Osmanlı’nın son dönemindeki gibi: “Abdülhamit Han gitsin de sonu tufan olsun!” Diyenler devrede... Sonunun ne olduğunu çok net gördük. Bu gaflete bir kez daha düşmemek vatanseverlik görevidir. Biz de bu görevi yapıyoruz. Dedim ya kim ne derse desin, kim ne söylerse söylesin biz devletimizin, milletimizin yanındayız; hainlerle birlikte olmadık, asla da olmayız!
Döviz saldırısının amacı neydi? Türk parasını itibarsız ve değersiz kılmak: Türk Ekonomisi bitiyor havasını vermek. Yani bu bir saldırı, bizim zavallılar balıklama bu tuzağa düşüverdi, şimdi :” Vay Anam yandım!” diyorlar. Sizce bu vatanseverlik miydi?.. Bence değildi! Menfaatperestliğin danışmasıydı.
Peki zam saldırısının amacı nedir?
Mal mı yok, Türkiye de ürün mü bitti?

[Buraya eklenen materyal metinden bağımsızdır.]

use serde::{Deserialize, Serialize};
use std::collections::BTreeSet;
use std::fmt;

use super::states::FlowStep;

/// Identifier of the order a shipping label is being created for.
#[derive(Debug, Clone, PartialEq, Eq, Hash, Serialize, Deserialize)]
#[serde(transparent)]
pub struct OrderId(String);

impl OrderId {
    pub fn new(id: impl Into<String>) -> Self {
        Self(id.into())
    }

    pub fn as_str(&self) -> &str {
        &self.0
    }
}

impl fmt::Display for OrderId {
    fn fmt(&self, f: &mut fmt::Formatter<'_>) -> fmt::Result {
        write!(f, "{}", self.0)
    }
}

impl From<&str> for OrderId {
    fn from(id: &str) -> Self {
        Self(id.to_string())
    }
}

/// A postal address as entered by the merchant or the buyer.
///
/// An opaque value type as far as the engine is concerned: equality is
/// structural and no field-level validation happens here.
#[derive(Debug, Clone, Default, PartialEq, Eq, Hash, Serialize, Deserialize)]
pub struct Address {
    pub company: String,
    pub name: String,
    pub phone: String,
    pub address_line1: String,
    pub address_line2: String,
    pub city: String,
    pub state: String,
    pub postcode: String,
    pub country: String,
}

/// Which of the two label addresses a validation or editor call concerns.
#[derive(Debug, Clone, Copy, PartialEq, Eq, Hash, Serialize, Deserialize)]
#[serde(rename_all = "snake_case")]
pub enum AddressKind {
    Origin,
    Destination,
}

impl fmt::Display for AddressKind {
    fn fmt(&self, f: &mut fmt::Formatter<'_>) -> fmt::Result {
        match self {
            Self::Origin => write!(f, "origin"),
            Self::Destination => write!(f, "destination"),
        }
    }
}

/// The accumulated payload threaded through every data-carrying state.
///
/// Instances are never mutated in place: transitions derive a new value via
/// [`with_origin_address`](Self::with_origin_address),
/// [`with_shipping_address`](Self::with_shipping_address) and
/// [`completing`](Self::completing). `completed_steps` only ever grows over
/// the lifetime of one workflow, and because the transition table only ever
/// completes the immediate successor step, the set stays a downward-closed
/// prefix of the [`FlowStep`] order.
#[derive(Debug, Clone, Default, PartialEq, Eq, Serialize, Deserialize)]
pub struct WorkflowData {
    pub origin_address: Address,
    pub shipping_address: Address,
    pub completed_steps: BTreeSet<FlowStep>,
}

impl WorkflowData {
    /// Fresh payload right after the order addresses are loaded.
    pub fn new(origin_address: Address, shipping_address: Address) -> Self {
        Self {
            origin_address,
            shipping_address,
            completed_steps: BTreeSet::from([FlowStep::OriginAddress]),
        }
    }

    /// Copy with the origin address replaced.
    pub fn with_origin_address(&self, address: Address) -> Self {
        Self {
            origin_address: address,
            ..self.clone()
        }
    }

    /// Copy with the shipping address replaced.
    pub fn with_shipping_address(&self, address: Address) -> Self {
        Self {
            shipping_address: address,
            ..self.clone()
        }
    }

    /// Copy with `step` added to the completed set (monotonic union).
    pub fn completing(&self, step: FlowStep) -> Self {
        let mut next = self.clone();
        next.completed_steps.insert(step);
        next
    }

    /// The step the wizard should show next: the smallest [`FlowStep`] not
    /// yet completed, or [`FlowStep::Done`] once everything is.
    pub fn current_step(&self) -> FlowStep {
        FlowStep::ALL
            .into_iter()
            .find(|step| !self.completed_steps.contains(step))
            .unwrap_or(FlowStep::Done)
    }

    /// Check if every step, including `Done`, has been completed.
    pub fn is_complete(&self) -> bool {
        self.completed_steps.contains(&FlowStep::Done)
    }
}
use thiserror::Error;

/// Errors surfaced by [`LabelStateMachine`](super::machine::LabelStateMachine).
#[derive(Debug, Clone, PartialEq, Eq, Error)]
pub enum StateMachineError {
    /// The current state defines no handler for the received event. The
    /// machine stays in its prior state; nothing is emitted.
    #[error("no transition from state `{state}` for event `{event}`")]
    InvalidTransition { state: String, event: String },
}

pub type StateMachineResult<T> = Result<T, StateMachineError>;

/// Errors raised while encoding or decoding a persisted snapshot.
#[derive(Debug, Error)]
pub enum SnapshotError {
    #[error("unknown state tag `{0}`")]
    UnknownStateTag(String),

    #[error("state `{state_tag}` requires workflow data, but the snapshot has none")]
    MissingWorkflowData { state_tag: String },

    #[error("state `{state_tag}` carries no workflow data, but the snapshot has some")]
    UnexpectedWorkflowData { state_tag: String },

    #[error("snapshot serialization failed: {0}")]
    Serialization(#[from] serde_json::Error),
}
use thiserror::Error;

/// Errors raised while loading or validating configuration.
#[derive(Debug, Error)]
pub enum ConfigurationError {
    #[error("failed to read configuration: {0}")]
    Read(#[from] config::ConfigError),

    #[error("invalid configuration: {0}")]
    Invalid(String),
}

pub type ConfigResult<T> = Result<T, ConfigurationError>;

Üretici mi zamladı ? Hayır, toptancı, stokçu, zamcı ve karaborsacı Türkiye düşmanı gizli eller devreye girdi!. Amaç nedir? Çok basit: Türk insanı zam zulmünden bıktırmak, alım gücünü düşürmek, sokağa döküp, iktidara dur demek, hatta iç savaş çıksın Türkiye’nin her türlü gelişmesi durdurulsun denektir! Bunu okumak için alim olmaya gerek yok. Vatansever olmak ve hainlerin güdümünde olmamak yeter.
Peki bu durumda bize düşün görev yok mu? Tabii ki var ve elzem!.. Öncelikle ülkesine sahip çıkıp devletine güvenmek, devlet adamlarının arkasında dimdik durmak. Herkes üzerine düşen vatanseverlik görevini yapmalı, devletine ülkesine sahip çıkmalı. Kendi menfaatini değil ülkesinin menfaatini öne çıkarmalı.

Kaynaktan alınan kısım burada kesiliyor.